• [Task data]:
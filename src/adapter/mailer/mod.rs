mod amqp;
mod dummy;

use std::boxed::Box;
use std::io::ErrorKind;
use std::result::Result;
use std::sync::Arc;

use async_trait::async_trait;

use storefront_common::confidentiality::AbstractConfidentiality;
use storefront_common::config::{AppMailTransportCfg, AppMailingCfg};
use storefront_common::error::AppErrorCode;
use storefront_common::logging::AppLogContext;

use self::amqp::AppAmqpMailer;
use self::dummy::DummyMailer;
use crate::model::LowStockAlertModel;

#[derive(Debug)]
pub enum AppMailErrorFnLabel {
    InitCtx,
    Send,
}

#[derive(Debug)]
pub enum AppMailErrorReason {
    InvalidCredential,
    CorruptedCredential,
    InternalConfig(String),
    LowLevelConn(String),
    SysIo(ErrorKind, String),
    Serialize(AppErrorCode, String),
    PublishConfirm(String),
    NotSupport,
}

#[derive(Debug)]
pub struct AppMailError {
    pub fn_label: AppMailErrorFnLabel,
    pub reason: AppMailErrorReason,
}

/// Outbound channel for operational alerts. Delivery is fire-and-forget,
/// a successful return only means the transport accepted the message.
#[async_trait]
pub trait AbstractMailer: Send + Sync {
    fn sender(&self) -> &str;
    fn recipients(&self) -> &[String];
    async fn send(&self, msg: LowStockAlertModel) -> Result<(), AppMailError>;
}

fn load_sender(
    cfg: &AppMailingCfg,
    cfdntl: &Arc<Box<dyn AbstractConfidentiality>>,
) -> Result<String, AppMailError> {
    let map_err = |reason| AppMailError {
        fn_label: AppMailErrorFnLabel::InitCtx,
        reason,
    };
    let serial = cfdntl
        .try_get_payload(cfg.sender_confidential_path.as_str())
        .map_err(|_e| map_err(AppMailErrorReason::InvalidCredential))?;
    let sender = serde_json::from_str::<String>(serial.as_str())
        .map_err(|_e| map_err(AppMailErrorReason::CorruptedCredential))?;
    if sender.trim().is_empty() {
        Err(map_err(AppMailErrorReason::CorruptedCredential))
    } else {
        Ok(sender)
    }
}

pub(crate) fn app_mailer_context(
    cfg: &AppMailingCfg,
    cfdntl: Arc<Box<dyn AbstractConfidentiality>>,
    logctx: Arc<AppLogContext>,
) -> Result<Box<dyn AbstractMailer>, AppMailError> {
    let sender = load_sender(cfg, &cfdntl)?;
    let recipients = cfg.recipients.clone();
    let out: Box<dyn AbstractMailer> = match &cfg.transport {
        AppMailTransportCfg::dummy => Box::new(DummyMailer::new(sender, recipients, logctx)),
        AppMailTransportCfg::AMQP(c) => {
            let m = AppAmqpMailer::try_build(c, cfdntl, sender, recipients, logctx)?;
            Box::new(m)
        }
    };
    Ok(out)
}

• [Problem to work on]: Print exactly the lines from the one containing "sender, recipients, logctx)?;" through the last line of the records above, both included.

• [The completed task]:
            let m = AppAmqpMailer::try_build(c, cfdntl, sender, recipients, logctx)?;
            Box::new(m)
        }
    };
    Ok(out)
}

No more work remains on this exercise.